Braddock, Dunn & McDonald, later known as BDM, then BDM International, was a technical services firm founded in 1959 in New York City. Its founders were Dr. Joseph V. Braddock, Dr. Bernard J. Dunn, and Dr. Daniel F. McDonald, who each received a PhD from Fordham University in the Bronx, New York. In 1997, TRW purchased BDM, and in 2002 Northrop Grumman bought TRW.

==Move to Texas==
Within a year of its founding, the company moved to El Paso, Texas, to be close to the U.S. Army's Air Defense Center at Fort Bliss, Texas, the White Sands Missile Range in New Mexico, and Holloman Air Force Base, also in New Mexico. The founders offered their experience in missile guidance, applied optics, electronic instrumentation, and radiation physics to the U.S. Defense Department, primarily to the U.S. Army.

==Williams hired==
A few years later the three founders hired Earle Williams, an engineer with a degree from Auburn University in Alabama, who eventually became president and CEO. He led the company through a time of rapid growth and expansion. Among Williams's most significant decisions was to move BDM to the Virginia suburbs of Washington, D.C., a few miles west of the Pentagon. That location offered the company a better opportunity to compete for defense contracts than it could from El Paso. For the rest of its existence as a company it occupied a series of ever-larger office spaces in an unincorporated area known as Tysons Corner, Virginia, formed by the interchange of the newly completed Capital Beltway and Virginia Routes 7 and 123.

==Rapid growth==
The company grew rapidly, along with Tysons Corner.

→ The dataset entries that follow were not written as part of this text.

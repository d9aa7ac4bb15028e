use crate::error::Result;
use crate::index::{Field, InvertedIndex};
use crate::query::{evaluate, CombinePolicy};
use crate::store::{KeyValueStore, OpenAddressingMap, StoreConfig, DEFAULT_INITIAL_CAPACITY, DEFAULT_LOAD_FACTOR};
use crate::DocId;
use serde::{Deserialize, Serialize};

pub const DEFAULT_SNIPPET_CHARS: usize = 200;

#[derive(Debug, Clone, PartialEq, Eq, Serialize, Deserialize)]
pub struct Document {
    pub id: DocId,
    pub title: String,
    pub body: String,
}

impl Document {
    /// Split raw file text into a title (first line) and body (the rest), both trimmed.
    pub fn split_raw(text: &str) -> (&str, &str) {
        let (title, body) = text.split_once('\n').unwrap_or((text, ""));
        (title.trim(), body.trim())
    }

    /// First `max_chars` characters of the body.
    pub fn snippet(&self, max_chars: usize) -> &str {
        match self.body.char_indices().nth(max_chars) {
            Some((end, _)) => &self.body[..end],
            None => &self.body,
        }
    }
}

/// Engine tunables. Missing fields take their defaults when deserialized.
#[derive(Debug, Clone, Copy, PartialEq, Serialize, Deserialize)]
#[serde(default)]
pub struct EngineConfig {
    pub initial_capacity: usize,
    pub load_factor: f64,
    pub policy: CombinePolicy,
    pub snippet_chars: usize,
}

impl Default for EngineConfig {
    fn default() -> Self {
        Self {
            initial_capacity: DEFAULT_INITIAL_CAPACITY,
            load_factor: DEFAULT_LOAD_FACTOR,
            policy: CombinePolicy::default(),
            snippet_chars: DEFAULT_SNIPPET_CHARS,
        }
    }
}

impl EngineConfig {
    pub fn store_config(&self) -> StoreConfig {
        StoreConfig { initial_capacity: self.initial_capacity, load_factor: self.load_factor }
    }
}

/// One result row as shown to a user.
#[derive(Debug, Clone, PartialEq, Eq, Serialize)]
pub struct SearchHit {
    /// 1-based id for display.
    pub display_id: u64,
    pub title: String,
    /// Leading characters of the body, present only for content searches.
    #[serde(skip_serializing_if = "Option::is_none")]
    pub snippet: Option<String>,
}

pub struct SearchEngine {
    config: EngineConfig,
    documents: OpenAddressingMap<DocId, Document>,
    index: InvertedIndex,
    next_id: DocId,
}

impl SearchEngine {
    pub fn new(config: EngineConfig) -> Result<Self> {
        let store_config = config.store_config();
        Ok(Self {
            config,
            documents: OpenAddressingMap::with_config(store_config)?,
            index: InvertedIndex::with_config(store_config)?,
            next_id: 0,
        })
    }

    pub fn config(&self) -> &EngineConfig {
        &self.config
    }

    pub fn set_policy(&mut self, policy: CombinePolicy) {
        self.config.policy = policy;
    }

    /// Store and index a document, returning its id.
    pub fn add_document(&mut self, title: impl Into<String>, body: impl Into<String>) -> DocId {
        let id = self.next_id;
        self.next_id += 1;
        let doc = Document { id, title: title.into(), body: body.into() };
        self.index.index_document(id, &doc.title, &doc.body);
        self.documents.set(id, doc);
        id
    }

    /// Add a document from the full text of a file.
    pub fn add_raw(&mut self, text: &str) -> DocId {
        let (title, body) = Document::split_raw(text);
        self.add_document(title, body)
    }

    pub fn document(&self, id: DocId) -> Option<&Document> {
        self.documents.get(&id)
    }

    pub fn len(&self) -> usize {
        self.documents.len()
    }

    pub fn is_empty(&self) -> bool {
        self.documents.is_empty()
    }

    pub fn index(&self) -> &InvertedIndex {
        &self.index
    }

    pub fn search(&self, query: &str, field: Field) -> Vec<DocId> {
        evaluate(&self.index, query, field, self.config.policy)
    }

    /// Like [`search`](Self::search) with the field given by name; names other than
    /// `title` and `content` are rejected.
    pub fn search_by(&self, query: &str, field: &str) -> Result<Vec<DocId>> {
        Ok(self.search(query, field.parse()?))
    }

    /// Project result ids into display rows, skipping ids with no stored document.
    pub fn hits(&self, ids: &[DocId], field: Field) -> Vec<SearchHit> {
        ids.iter()
            .filter_map(|&id| self.document(id))
            .map(|doc| SearchHit {
                display_id: u64::from(doc.id) + 1,
                title: doc.title.clone(),
                snippet: (field == Field::Content)
                    .then(|| doc.snippet(self.config.snippet_chars).to_string()),
            })
            .collect()
    }

    pub fn log_summary(&self) {
        tracing::info!(
            documents = self.len(),
            title_terms = self.index.vocabulary_size(Field::Title),
            content_terms = self.index.vocabulary_size(Field::Content),
            policy = %self.config.policy,
            "index ready"
        );
    }
}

In the early 1960s Tysons Corner was a sleepy crossroads, but has since grown into a classic "edge city", and a home of many government and military contractors. Williams promoted the area as a suitable place for technology-oriented firms. Tysons Corner and the surrounding towns became the home of many of BDM's competitors, including Planning Research Corporation, DynCorp International, and CACI. Although all competed with BDM, in the buildup of defense budgets in the late 20th century, nearly all prospered. For a time, the press referred to these companies as "Beltway bandit", the phrase was originally a mild insult, implying that the companies preyed like bandits on the generosity of the federal government. Employees of those companies, including BDM President Earle Williams, took offense to that term.

Although the location of the headquarters of these defense contractors was part of an overall trend of movement to the suburbs beginning in the 1960s, BDM played a leading role in the specifics of this movement into the Virginia suburbs of Washington.

==Change in ownership==
In 1988, BDM was purchased by Ford Aerospace and became a part of Ford Motor Company. In 1990, Ford Aerospace was sold to Loral Corporation and BDM was spun off to the Carlyle Group. In 1997, BDM was purchased by TRW, an aerospace systems and technical services company, which in turn was acquired by Northrop Grumman in 2002.

==Bibliography==
- Ceruzzi, Paul E. (2008). "Internet Alley: High Technology in Tysons Corner, 1945-2005"
- Axelrod, Alan (2014). "Mercenaries: A Guide to Private Armies and Private Military Companies"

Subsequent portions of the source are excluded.